____ Data section
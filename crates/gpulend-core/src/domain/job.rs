use std::time::Duration;

use chrono::{DateTime, Utc};
use gpulend_ledger::{JobId, Outcome, PeerId, ResourceUsage};
use serde::{Deserialize, Serialize};

use super::capability::ResourceRequirement;

/// What to run. Opaque to the broker; interpreted by the executor's
/// sandbox backend.
#[derive(Debug, Clone, PartialEq, Eq, Serialize, Deserialize)]
#[serde(tag = "kind", rename_all = "snake_case")]
pub enum PayloadRef {
    /// A container image, optionally with a command overriding its entrypoint.
    Image {
        image: String,
        #[serde(default)]
        command: Option<String>,
    },
    /// A file or directory (local path, `file://` or `http(s)://` URI) made
    /// available under `/workspace` and run with `command` in the default image.
    Blob { uri: String, command: String },
}

impl PayloadRef {
    pub fn image(image: impl Into<String>) -> Self {
        PayloadRef::Image {
            image: image.into(),
            command: None,
        }
    }

    pub fn describe(&self) -> String {
        match self {
            PayloadRef::Image { image, .. } => format!("image:{image}"),
            PayloadRef::Blob { uri, .. } => format!("blob:{uri}"),
        }
    }
}

/// A unit of work as submitted. Immutable once submitted.
#[derive(Debug, Clone, PartialEq, Serialize, Deserialize)]
pub struct JobRequest {
    pub requester: PeerId,
    pub requirement: ResourceRequirement,
    pub payload: PayloadRef,
    pub time_budget_secs: u64,
    pub submitted_at: DateTime<Utc>,
}

impl JobRequest {
    pub fn new(
        requester: PeerId,
        requirement: ResourceRequirement,
        payload: PayloadRef,
        time_budget: Duration,
    ) -> Self {
        Self {
            requester,
            requirement,
            payload,
            time_budget_secs: time_budget.as_secs(),
            submitted_at: Utc::now(),
        }
    }

    pub fn time_budget(&self) -> Duration {
        Duration::from_secs(self.time_budget_secs)
    }
}

/// Lifecycle state of a [`JobSession`].
#[derive(Debug, Clone, Copy, PartialEq, Eq, Hash, Serialize, Deserialize)]
#[serde(rename_all = "snake_case")]
pub enum JobState {
    Created,
    Offered,
    Accepted,
    Running,
    Succeeded,
    Failed,
    TimedOut,
    Declined,
    PeerLost,
    Cancelled,
}

impl JobState {
    pub fn as_str(&self) -> &'static str {
        match self {
            JobState::Created => "created",
            JobState::Offered => "offered",
            JobState::Accepted => "accepted",
            JobState::Running => "running",
            JobState::Succeeded => "succeeded",
            JobState::Failed => "failed",
            JobState::TimedOut => "timed_out",
            JobState::Declined => "declined",
            JobState::PeerLost => "peer_lost",
            JobState::Cancelled => "cancelled",
        }
    }

    /// Terminal state for a final outcome.
    pub fn from_outcome(outcome: &Outcome) -> Self {
        match outcome {
            Outcome::Succeeded => JobState::Succeeded,
            Outcome::Failed { .. } => JobState::Failed,
            Outcome::TimedOut => JobState::TimedOut,
            Outcome::Declined => JobState::Declined,
            Outcome::PeerLost => JobState::PeerLost,
            Outcome::Cancelled => JobState::Cancelled,
        }
    }

    /// Allowed moves. `PeerLost → Offered` is the single re-dispatch edge;
    /// any live state may be cancelled.
    pub fn can_advance_to(self, next: JobState) -> bool {
        use JobState::*;
        match (self, next) {
            (Created, Offered) => true,
            (Created, Declined) => true,
            (Offered, Offered | Accepted | Declined) => true,
            (Accepted, Running) => true,
            (Accepted | Running, Succeeded | Failed | TimedOut | PeerLost) => true,
            (PeerLost, Offered) => true,
            (Created | Offered | Accepted | Running | PeerLost, Cancelled) => true,
            _ => false,
        }
    }
}

impl std::fmt::Display for JobState {
    fn fmt(&self, f: &mut std::fmt::Formatter<'_>) -> std::fmt::Result {
        f.write_str(self.as_str())
    }
}

#[derive(Debug, thiserror::Error)]
#[error("invalid transition for job {job_id}: {from} -> {to}")]
pub struct TransitionError {
    pub job_id: JobId,
    pub from: JobState,
    pub to: JobState,
}

#[derive(Debug, Clone, PartialEq, Serialize, Deserialize)]
pub struct Transition {
    pub state: JobState,
    pub peer: Option<PeerId>,
    pub at: DateTime<Utc>,
}

/// Captured output of an execution, truncated by the executor.
#[derive(Debug, Clone, Default, PartialEq, Eq, Serialize, Deserialize)]
pub struct ExecutionLogs {
    pub stdout: String,
    pub stderr: String,
}

/// Packed workspace of a finished job, held by its executor.
#[derive(Debug, Clone, PartialEq, Eq, Serialize, Deserialize)]
pub struct ArtifactRef {
    /// Hex sha256 of the zip archive.
    pub sha256: String,
    pub size_bytes: u64,
    /// Where the executor serves it, when it runs an API.
    #[serde(default)]
    pub url: Option<String>,
}

/// Final result of a session as seen by the submitter.
#[derive(Debug, Clone, PartialEq, Serialize, Deserialize)]
pub struct JobOutcome {
    pub outcome: Outcome,
    /// Executor the outcome is attributed to.
    pub executor: PeerId,
    pub reason: Option<String>,
    pub output_ref: Option<String>,
    pub consumed: ResourceUsage,
    pub duration_ms: u64,
    #[serde(default)]
    pub logs: Option<ExecutionLogs>,
    #[serde(default)]
    pub artifact: Option<ArtifactRef>,
}

/// Submitter-side lifecycle of one job.
#[derive(Debug, Clone, PartialEq, Serialize, Deserialize)]
pub struct JobSession {
    pub job_id: JobId,
    pub request: JobRequest,
    /// The single peer currently assigned, if any.
    pub assigned: Option<PeerId>,
    pub state: JobState,
    pub transitions: Vec<Transition>,
    pub outcome: Option<JobOutcome>,
}

impl JobSession {
    pub fn new(job_id: JobId, request: JobRequest) -> Self {
        Self {
            job_id,
            request,
            assigned: None,
            state: JobState::Created,
            transitions: vec![Transition {
                state: JobState::Created,
                peer: None,
                at: Utc::now(),
            }],
            outcome: None,
        }
    }

    /// Move to `next`, reassigning the session to `peer` when given.
    pub fn advance(&mut self, next: JobState, peer: Option<&PeerId>) -> Result<(), TransitionError> {
        if self.is_finished() || !self.state.can_advance_to(next) {
            return Err(TransitionError {
                job_id: self.job_id.clone(),
                from: self.state,
                to: next,
            });
        }
        if let Some(peer) = peer {
            self.assigned = Some(peer.clone());
        }
        self.state = next;
        self.transitions.push(Transition {
            state: next,
            peer: self.assigned.clone(),
            at: Utc::now(),
        });
        Ok(())
    }

    /// Enter the terminal state matching `outcome` and attach it.
    pub fn finish(&mut self, outcome: JobOutcome) -> Result<(), TransitionError> {
        let state = JobState::from_outcome(&outcome.outcome);
        if self.state == state && !self.is_finished() {
            // Already marked (PeerLost with no re-dispatch left).
            self.assigned = Some(outcome.executor.clone());
        } else {
            self.advance(state, Some(&outcome.executor))?;
        }
        self.outcome = Some(outcome);
        Ok(())
    }

    pub fn is_finished(&self) -> bool {
        self.outcome.is_some()
    }

    /// Peers this session was offered to, in order.
    pub fn offered_peers(&self) -> Vec<PeerId> {
        self.transitions
            .iter()
            .filter(|t| t.state == JobState::Offered)
            .filter_map(|t| t.peer.clone())
            .collect()
    }
}

/// Broadcast to front ends on every session transition.
#[derive(Debug, Clone, PartialEq, Serialize, Deserialize)]
pub struct SessionEvent {
    pub job_id: JobId,
    pub state: JobState,
    pub peer: Option<PeerId>,
    pub at: DateTime<Utc>,
}
use serde::{Deserialize, Serialize};

/// Stable peer identity: lowercase hex of the peer's ed25519 public key.
#[derive(Debug, Clone, PartialEq, Eq, PartialOrd, Ord, Hash, Serialize, Deserialize)]
#[serde(transparent)]
pub struct PeerId(pub String);

impl PeerId {
    pub fn as_str(&self) -> &str {
        &self.0
    }

    /// Short form (first 12 chars) for log lines.
    pub fn short(&self) -> &str {
        &self.0[..12.min(self.0.len())]
    }
}

impl std::fmt::Display for PeerId {
    fn fmt(&self, f: &mut std::fmt::Formatter<'_>) -> std::fmt::Result {
        write!(f, "{}", self.0)
    }
}

impl From<&str> for PeerId {
    fn from(s: &str) -> Self {
        PeerId(s.to_string())
    }
}

/// Unique identifier for one job submission
#[derive(Debug, Clone, PartialEq, Eq, PartialOrd, Ord, Hash, Serialize, Deserialize)]
#[serde(transparent)]
pub struct JobId(pub String);

impl JobId {
    /// Generate a new random JobId
    pub fn new() -> Self {
        JobId(uuid::Uuid::new_v4().to_string())
    }

    pub fn as_str(&self) -> &str {
        &self.0
    }
}

impl Default for JobId {
    fn default() -> Self {
        Self::new()
    }
}

impl std::fmt::Display for JobId {
    fn fmt(&self, f: &mut std::fmt::Formatter<'_>) -> std::fmt::Result {
        write!(f, "{}", self.0)
    }
}

impl From<&str> for JobId {
    fn from(s: &str) -> Self {
        JobId(s.to_string())
    }
}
________
▶ **What the task asks**
From the entries above, return each line with the word "workspace" in it.

▶ **Exercise response**
    /// available under `/workspace` and run with `command` in the default image.
/// Packed workspace of a finished job, held by its executor.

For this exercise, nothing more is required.